Pointer-based algorithms [3–6, 12–14] allow fine-grained protection for all memory accesses to memory. Three challenges present themselves when utilizing pointer-based algorithms. First of these is the compatibility of the programs. Pointer-based algorithms require the program to be instrumented with security operations. However, directly changing the source code of the program is undesirable. SoftboundCETS (SBCETS) [5, 6] utilizes the LLVM compiler [15] instrumentation and runtime library wrappers to maintain source compatibility (without the need to change the source code) and binary compatibility (without the need to recompile the libraries) [1].
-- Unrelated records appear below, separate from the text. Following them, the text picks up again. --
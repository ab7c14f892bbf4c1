//! CLI error types with miette diagnostics.
//!
//! Maps `CoreError` and `ConfigError` variants into user-facing errors
//! with actionable help text and stable exit codes.

use miette::Diagnostic;
use thiserror::Error;

use spoolsync_config::ConfigError;
use spoolsync_core::CoreError;

/// Process exit codes.
pub mod exit_code {
    #[allow(dead_code)]
    pub const SUCCESS: i32 = 0;
    pub const GENERAL: i32 = 1;
    pub const USAGE: i32 = 2;
    pub const NOT_FOUND: i32 = 4;
    pub const PRECONDITION: i32 = 5;
    pub const REJECTED: i32 = 6;
    pub const CONNECTION: i32 = 7;
    pub const TIMEOUT: i32 = 8;
}

#[derive(Debug, Error, Diagnostic)]
pub enum CliError {
    // ── Connection ───────────────────────────────────────────────────
    #[error("Could not connect to bridge at {url}")]
    #[diagnostic(
        code(spoolsync::connection_failed),
        help(
            "Check that the bridge service is running and reachable.\n\
             Reason: {reason}"
        )
    )]
    ConnectionFailed { url: String, reason: String },

    #[error("Request timed out after {seconds}s")]
    #[diagnostic(
        code(spoolsync::timeout),
        help("Increase timeout with --timeout or check bridge responsiveness.")
    )]
    Timeout { seconds: u64 },

    // ── Resources ────────────────────────────────────────────────────
    #[error("{resource_type} '{identifier}' not found")]
    #[diagnostic(
        code(spoolsync::not_found),
        help("Run: spoolsync {list_command} to see what is available")
    )]
    NotFound {
        resource_type: String,
        identifier: String,
        list_command: String,
    },

    // ── Reconciliation ───────────────────────────────────────────────
    #[error("Invalid QR code: {code:?}")]
    #[diagnostic(
        code(spoolsync::invalid_code),
        help("Expected a spool URL ending in /<id> or a reference like web+spoolman:s-<id>.")
    )]
    InvalidCode { code: String },

    #[error("Cannot {action}: {reason}")]
    #[diagnostic(code(spoolsync::precondition))]
    Precondition { action: String, reason: String },

    #[error("Bridge rejected the change: {message}")]
    #[diagnostic(code(spoolsync::rejected))]
    Rejected { message: String },

    // ── API ──────────────────────────────────────────────────────────
    #[error("API error: {message}")]
    #[diagnostic(code(spoolsync::api_error))]
    ApiError {
        message: String,
        status: Option<u16>,
    },

    // ── Validation ───────────────────────────────────────────────────
    #[error("Invalid value for {field}: {reason}")]
    #[diagnostic(code(spoolsync::validation))]
    Validation { field: String, reason: String },

    // ── Configuration ────────────────────────────────────────────────
    #[error("Profile '{name}' not found in configuration")]
    #[diagnostic(
        code(spoolsync::profile_not_found),
        help(
            "Available profiles: {available}\n\
             Create one with: spoolsync config init"
        )
    )]
    ProfileNotFound { name: String, available: String },

    #[error("No bridge configured")]
    #[diagnostic(
        code(spoolsync::no_config),
        help(
            "Create a profile with: spoolsync config init\n\
             Or pass --bridge / set SPOOLSYNC_BRIDGE.\n\
             Expected config at: {path}"
        )
    )]
    NoConfig { path: String },

    #[error(transparent)]
    #[diagnostic(code(spoolsync::config))]
    Config(ConfigError),

    // ── IO / Serialization ───────────────────────────────────────────
    #[error(transparent)]
    Io(#[from] std::io::Error),

    #[error("Internal error: {0}")]
    #[diagnostic(code(spoolsync::internal))]
    Internal(String),
}

impl CliError {
    /// Map this error to an exit code for process termination.
    pub fn exit_code(&self) -> i32 {
        match self {
            Self::ConnectionFailed { .. } => exit_code::CONNECTION,
            Self::Timeout { .. } => exit_code::TIMEOUT,
            Self::NotFound { .. } | Self::ProfileNotFound { .. } => exit_code::NOT_FOUND,
            Self::Precondition { .. } => exit_code::PRECONDITION,
            Self::Rejected { .. } => exit_code::REJECTED,
            Self::Validation { .. } | Self::InvalidCode { .. } | Self::NoConfig { .. } => {
                exit_code::USAGE
            }
            _ => exit_code::GENERAL,
        }
    }
}

// ── CoreError → CliError mapping ─────────────────────────────────────

impl From<CoreError> for CliError {
    fn from(err: CoreError) -> Self {
        match err {
            CoreError::InvalidCode { code } => CliError::InvalidCode { code },

            CoreError::CommitRejected { message, .. } => CliError::Rejected { message },

            CoreError::PreconditionViolated { reason } => CliError::Precondition {
                action: "complete the change".into(),
                reason,
            },

            CoreError::SessionClosed => CliError::Precondition {
                action: "complete the change".into(),
                reason: "the interaction was closed".into(),
            },

            CoreError::InvalidTray { index, tray_count } => CliError::NotFound {
                resource_type: "tray".into(),
                identifier: format!("{index} (tray count is {tray_count})"),
                list_command: "trays list".into(),
            },

            CoreError::InvalidTrayInput { input } => CliError::Validation {
                field: "tray".into(),
                reason: format!("expected an index or \"ext\", got {input:?}"),
            },

            CoreError::InvalidSpoolId { input } => CliError::Validation {
                field: "spool".into(),
                reason: format!("expected a numeric id, got {input:?}"),
            },

            CoreError::ConnectionFailed { url, reason } => {
                CliError::ConnectionFailed { url, reason }
            }

            CoreError::Timeout { timeout_secs } => CliError::Timeout {
                seconds: timeout_secs,
            },

            CoreError::Api { message, status } => CliError::ApiError { message, status },

            CoreError::Config { message } => CliError::Validation {
                field: "bridge".into(),
                reason: message,
            },

            CoreError::Internal(message) => CliError::Internal(message),
        }
    }
}

// ── ConfigError → CliError mapping ───────────────────────────────────

impl From<ConfigError> for CliError {
    fn from(err: ConfigError) -> Self {
        match err {
            ConfigError::Validation { field, reason } => CliError::Validation { field, reason },
            ConfigError::Io(e) => CliError::Io(e),
            other => CliError::Config(other),
        }
    }
}

#[cfg(test)]
mod tests {
    use super::*;

    #[test]
    fn core_errors_map_to_exit_codes() {
        let cases = [
            (
                CoreError::CommitRejected {
                    message: "spool archived".into(),
                    status: Some(400),
                },
                exit_code::REJECTED,
            ),
            (
                CoreError::PreconditionViolated {
                    reason: "tray is locked".into(),
                },
                exit_code::PRECONDITION,
            ),
            (
                CoreError::InvalidTray {
                    index: 9,
                    tray_count: 4,
                },
                exit_code::NOT_FOUND,
            ),
            (
                CoreError::InvalidCode { code: "x".into() },
                exit_code::USAGE,
            ),
            (CoreError::Timeout { timeout_secs: 3 }, exit_code::TIMEOUT),
            (
                CoreError::ConnectionFailed {
                    url: "http://bridge".into(),
                    reason: "refused".into(),
                },
                exit_code::CONNECTION,
            ),
            (CoreError::Internal("boom".into()), exit_code::GENERAL),
        ];
        for (core, code) in cases {
            let cli = CliError::from(core);
            assert_eq!(cli.exit_code(), code, "{cli:?}");
        }
    }

    #[test]
    fn rejection_keeps_bridge_message() {
        let cli = CliError::from(CoreError::CommitRejected {
            message: "Tray already assigned to another spool".into(),
            status: Some(400),
        });
        assert!(cli.to_string().ends_with("Tray already assigned to another spool"));
    }
}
The second is the memory space for metadata. Pointer-based memory safety algorithm needs the metadata for protection. Where to store the metadata becomes an issue. Works such as SHAKTI-MS [16] concatenated the metadata to the pointer, making what is known as a fat-pointer. This method will intrude upon the stack space during a function call, thus breaking binary compatibility. Another technique stores the metadata separately from the pointer [4, 5]. Thus, creating a disjoint shadow memory for metadata storage. Disjoint shadow memory can be made as a trie or a direct linear map of user memory space. The benefit of a shadow trie is the better utilization of the user address space. However, a linear-mapped shadow space is more hardware-friendly, simplifying the hardware design for better performance.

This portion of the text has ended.